Problem.
Lines of the data that contain the word "HealthResponse" are the ones to copy.

Data for the task.
=== Section Start ===

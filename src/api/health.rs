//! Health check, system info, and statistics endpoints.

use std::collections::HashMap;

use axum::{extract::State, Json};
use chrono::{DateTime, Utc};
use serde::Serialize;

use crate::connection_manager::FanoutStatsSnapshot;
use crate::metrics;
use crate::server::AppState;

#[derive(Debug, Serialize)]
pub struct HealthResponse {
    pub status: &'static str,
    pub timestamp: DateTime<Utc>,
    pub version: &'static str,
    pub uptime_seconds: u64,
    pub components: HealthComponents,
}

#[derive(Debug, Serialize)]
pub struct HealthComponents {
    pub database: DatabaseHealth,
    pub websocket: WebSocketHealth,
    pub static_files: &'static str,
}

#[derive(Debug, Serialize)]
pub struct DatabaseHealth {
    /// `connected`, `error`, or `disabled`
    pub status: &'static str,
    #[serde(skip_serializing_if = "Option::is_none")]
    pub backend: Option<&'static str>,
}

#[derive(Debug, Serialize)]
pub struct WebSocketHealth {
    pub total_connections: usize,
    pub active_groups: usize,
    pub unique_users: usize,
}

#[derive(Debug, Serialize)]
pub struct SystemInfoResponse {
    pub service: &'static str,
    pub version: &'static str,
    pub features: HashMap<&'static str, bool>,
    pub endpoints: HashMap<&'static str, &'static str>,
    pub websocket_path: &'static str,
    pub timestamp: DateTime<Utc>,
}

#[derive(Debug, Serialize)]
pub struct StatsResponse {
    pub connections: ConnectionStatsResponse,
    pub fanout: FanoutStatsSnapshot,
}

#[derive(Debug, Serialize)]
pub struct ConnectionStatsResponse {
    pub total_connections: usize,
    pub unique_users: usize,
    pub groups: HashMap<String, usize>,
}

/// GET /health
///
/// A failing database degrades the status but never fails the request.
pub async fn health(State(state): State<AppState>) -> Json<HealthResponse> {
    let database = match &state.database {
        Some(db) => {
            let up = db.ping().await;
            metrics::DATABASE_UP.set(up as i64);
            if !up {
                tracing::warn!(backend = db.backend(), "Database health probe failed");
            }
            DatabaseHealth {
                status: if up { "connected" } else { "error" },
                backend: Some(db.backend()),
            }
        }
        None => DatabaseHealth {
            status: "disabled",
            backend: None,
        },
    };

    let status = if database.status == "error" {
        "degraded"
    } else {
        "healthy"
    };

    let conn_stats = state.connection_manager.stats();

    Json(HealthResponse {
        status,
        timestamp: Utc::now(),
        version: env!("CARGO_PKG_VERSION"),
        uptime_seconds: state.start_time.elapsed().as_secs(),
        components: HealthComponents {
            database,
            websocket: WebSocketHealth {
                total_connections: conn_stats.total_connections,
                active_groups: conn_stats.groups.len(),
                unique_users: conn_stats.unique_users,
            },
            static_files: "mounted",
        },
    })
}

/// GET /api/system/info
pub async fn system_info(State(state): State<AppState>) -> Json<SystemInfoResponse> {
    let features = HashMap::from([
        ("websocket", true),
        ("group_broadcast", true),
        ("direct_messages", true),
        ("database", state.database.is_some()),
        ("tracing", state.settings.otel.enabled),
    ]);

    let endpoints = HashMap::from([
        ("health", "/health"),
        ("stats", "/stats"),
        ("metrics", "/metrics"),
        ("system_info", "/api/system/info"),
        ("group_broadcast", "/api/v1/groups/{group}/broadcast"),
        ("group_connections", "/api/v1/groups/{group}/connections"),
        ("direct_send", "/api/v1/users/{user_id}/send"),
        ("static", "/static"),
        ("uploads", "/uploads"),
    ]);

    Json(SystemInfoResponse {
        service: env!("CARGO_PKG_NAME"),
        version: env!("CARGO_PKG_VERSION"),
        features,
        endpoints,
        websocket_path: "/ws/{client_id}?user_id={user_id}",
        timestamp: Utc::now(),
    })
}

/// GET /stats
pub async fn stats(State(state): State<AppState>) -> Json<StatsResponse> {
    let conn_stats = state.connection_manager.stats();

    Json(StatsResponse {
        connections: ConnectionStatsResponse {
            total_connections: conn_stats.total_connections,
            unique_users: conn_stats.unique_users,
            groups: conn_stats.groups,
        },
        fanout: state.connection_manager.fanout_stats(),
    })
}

=== Section End ===
=== Section Start ===

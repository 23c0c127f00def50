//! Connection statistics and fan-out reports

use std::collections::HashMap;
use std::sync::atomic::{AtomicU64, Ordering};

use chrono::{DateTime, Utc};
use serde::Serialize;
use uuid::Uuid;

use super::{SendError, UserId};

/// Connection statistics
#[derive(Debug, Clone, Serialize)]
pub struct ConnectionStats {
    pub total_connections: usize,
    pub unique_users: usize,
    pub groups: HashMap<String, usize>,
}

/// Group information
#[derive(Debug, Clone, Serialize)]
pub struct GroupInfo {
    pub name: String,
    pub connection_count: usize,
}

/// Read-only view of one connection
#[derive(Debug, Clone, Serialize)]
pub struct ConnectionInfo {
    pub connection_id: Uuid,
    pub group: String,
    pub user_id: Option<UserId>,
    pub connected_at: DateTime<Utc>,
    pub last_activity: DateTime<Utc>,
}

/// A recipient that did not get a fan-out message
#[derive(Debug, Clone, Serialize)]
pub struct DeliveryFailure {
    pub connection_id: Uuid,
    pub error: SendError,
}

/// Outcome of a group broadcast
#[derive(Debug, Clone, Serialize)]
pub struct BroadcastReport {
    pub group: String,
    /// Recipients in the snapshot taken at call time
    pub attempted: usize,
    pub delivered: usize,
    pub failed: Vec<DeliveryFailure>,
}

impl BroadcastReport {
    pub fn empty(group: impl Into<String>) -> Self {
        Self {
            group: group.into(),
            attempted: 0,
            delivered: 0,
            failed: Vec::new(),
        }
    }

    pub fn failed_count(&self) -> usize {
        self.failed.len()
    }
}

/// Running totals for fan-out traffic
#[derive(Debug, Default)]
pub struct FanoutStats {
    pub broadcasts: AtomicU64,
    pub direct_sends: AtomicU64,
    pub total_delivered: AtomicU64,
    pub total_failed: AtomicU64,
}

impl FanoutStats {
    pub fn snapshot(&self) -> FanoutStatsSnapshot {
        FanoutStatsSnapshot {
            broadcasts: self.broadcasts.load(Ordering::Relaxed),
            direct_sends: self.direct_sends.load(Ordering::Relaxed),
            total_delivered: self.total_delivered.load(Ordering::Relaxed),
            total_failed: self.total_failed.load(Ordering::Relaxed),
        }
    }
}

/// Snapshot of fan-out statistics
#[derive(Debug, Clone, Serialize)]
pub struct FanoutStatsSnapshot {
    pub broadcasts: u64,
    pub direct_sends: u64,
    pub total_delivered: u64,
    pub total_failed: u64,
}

=== Section End ===

Solution to this problem.
pub struct HealthResponse {
pub async fn health(State(state): State<AppState>) -> Json<HealthResponse> {
    Json(HealthResponse {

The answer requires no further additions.